I love these paintings. They have a van Gogh-ish feel, with thick, juicy brush strokes and I love the sparkly bits of color that come together to create a tree, a field, a road. Looking at Brad's paintings, I am reminded of the value of unexpected color, something I often forget about with my tendency towards color fields.

Anyway, we moved from Utah to NY in 2003. A few weeks ago, I received an invitation from Brad to an opening in NYC, where his work would be featured. And as is the way of this small art world, the event just so happens to be the same one that Stacey is in as well. And coincidentally, I had planned to be in the city the weekend of the opening, so I was pretty excited to go and visit with Brad AND meet a fellow blogger. Alas, I have had to cancel my trip down there, but Doug is in the city doing a trade show and he is under strict orders to go to the opening, see Brad and his wife and also to track down Stacey and say hi.

PS. I am only feeling a little sorry for myself, here at home in the snow with the kids and the chickens, with frozen pizza for dinner while everyone else is living it up in New York, looking at art, going to gallery openings and eating sushi. Heh.

Fish Totem, by Brad Teare


James Wolanin said...

I really like the woodcuts!

Tracy said...

Hi Jim, Aren't they great? I really like the ones on his website too.

Chris Rywalt said...

The woodcut looks so good, I'm tempted to say it's a shame he moved on to landscapes.

Tracy said...

Chris, he did a ton of the black and white woodcuts. I think it was good for him to do the landscapes, and now on his website I see that he integrated the two and now does color woodcut landscapes. Which I think are pretty nice and which are included in the show in NYC. If you ever come visit, I'll show you the book he did, you'd really like that.

Anonymous said...

Great woodcut!
And I agree about the Van Gogh likeness. Clever man (Brad that is... and Vincent too of course)

S.L. Peterson said...

I'm a huge fan of Brad's work - especially his woodcuts. His recent color woodcuts are amazing. I can't even begin to grasp how much patience a person must have to plan out all of the stages of a colored woodcut, or even how long they must take to make!

Did Doug make it to the opening? I was bummed that you couldn't make it - it would have been so fun to meet you!

Tracy said...

Stacey, Doug did come but it was so crowded and he couldn't find you, based on my vague description (blond and maybe with a baby, but maybe not).

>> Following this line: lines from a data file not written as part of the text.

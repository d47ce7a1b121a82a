// Papyrus Casts
// Cast opcode dispatch and object-to-object casts through the class graph

use crate::vm::caller::ScriptHost;
use crate::vm::value::{Value, ValueType};
use tracing::{error, trace};

/// What a Cast does, chosen by the destination's tag
#[derive(Debug, Clone, Copy, PartialEq, Eq)]
pub enum CastKind {
    Object,
    Int,
    Float,
    Bool,
    String,
    /// Verbatim copy, taken by array and identifier destinations
    Passthrough,
}

impl CastKind {
    pub fn for_destination(tag: ValueType) -> Self {
        match tag {
            ValueType::Object => CastKind::Object,
            ValueType::Integer => CastKind::Int,
            ValueType::Float => CastKind::Float,
            ValueType::Bool => CastKind::Bool,
            ValueType::String => CastKind::String,
            _ => CastKind::Passthrough,
        }
    }

    /// Value to store into a destination declared as `type_name`
    pub fn apply(self, host: &dyn ScriptHost, source: &Value, type_name: &str) -> Value {
        match self {
            CastKind::Object => cast_object(host, source, type_name),
            CastKind::Int => source.cast_to_int(),
            CastKind::Float => source.cast_to_float(),
            CastKind::Bool => source.cast_to_bool(),
            CastKind::String => source.cast_to_string(),
            CastKind::Passthrough => source.clone(),
        }
    }
}

/// Cast an object value to the script class `type_name`.
///
/// Tries the native base-class chain of the object first, then the script
/// instances attached to it. A failed cast is a null object, not an error.
pub fn cast_object(host: &dyn ScriptHost, source: &Value, type_name: &str) -> Value {
    if source.value_type() != ValueType::Object {
        trace!("cast {} -> {}: not an object", source, type_name);
        return Value::null_object();
    }
    if source.is_none() {
        trace!("cast {} -> {}: object is None", source, type_name);
        return Value::null_object();
    }

    let mut classes = Vec::new();
    if let Some(found) = cast_to_base_class(host, source, type_name, &mut classes) {
        trace!("cast {} -> {}: base class found", source, type_name);
        return found;
    }
    if let Some(found) = cast_to_attached_script(source, type_name) {
        trace!("cast {} -> {}: attached script found", source, type_name);
        return found;
    }

    trace!(
        "cast {} -> None: match not found, wanted {}, classes are [{}]",
        source,
        type_name,
        classes.join(", ")
    );
    Value::null_object()
}

fn cast_to_base_class(
    host: &dyn ScriptHost,
    source: &Value,
    type_name: &str,
    classes: &mut Vec<String>,
) -> Option<Value> {
    let object = source.as_object()?;
    let mut class_name = object.parent_native_script();

    while !class_name.is_empty() {
        if class_name.eq_ignore_ascii_case(type_name) {
            return Some(source.clone());
        }
        if classes.iter().any(|seen| seen.eq_ignore_ascii_case(&class_name)) {
            error!("cast_object - class cycle at {}", class_name);
            return None;
        }
        classes.push(class_name.clone());

        let Some(script) = host.script_by_name(&class_name) else {
            error!("cast_object - script not found: {}", class_name);
            return None;
        };
        class_name = script.get().parent_class_name().to_string();
    }
    None
}

fn cast_to_attached_script(source: &Value, type_name: &str) -> Option<Value> {
    let object = source.as_object()?;
    object
        .attached_instances()
        .iter()
        .find(|instance| instance.source_name().eq_ignore_ascii_case(type_name))
        .map(|instance| instance.owner())
}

I wish I could have been there, but I will meet you next time you show in NYC!

Brad said...


Sorry you couldn't make it to New York. It was great to see Doug, though. The show was overwhelming. I remember talking with Doug about his gallery in Soho, then someone distracted me and I turned around and Doug was gone! That happened a lot that night. I had a lot of half conversations. For some reason I was having trouble concentrating (it happens a lot, actually). I didn't get to talk with many of the artists from Trinchera (like Stacey). I need to learn to focus.

We had such a great time though we are sure we will be back to New York more often. I hope our paths will cross soon.

Your work is fantastic! Keep up the good work.

Tracy said...

I'm sorry I didn't make it either Brad! You'll be showing in the city again though:) and we'll get together.

I know what you mean about focusing. I am finding it harder to deal with crowds and general noise these days too. I get all bleary eyed and tired and I can't think or speak properly.

Keep in touch!

Steve Teare said...


I'm Brad's Brother Steve. I have to put in a plug for not only but also a more vaguely known nook on the web called:

Lots of good trivia about Brad if you are a fan of his woodcuts and earlier works. Many of his Cypher concepts were hatched in New York.

It's great to see Brad has a growing list of friends and fans who love his artwork and illustrations. It was great to visit your blog.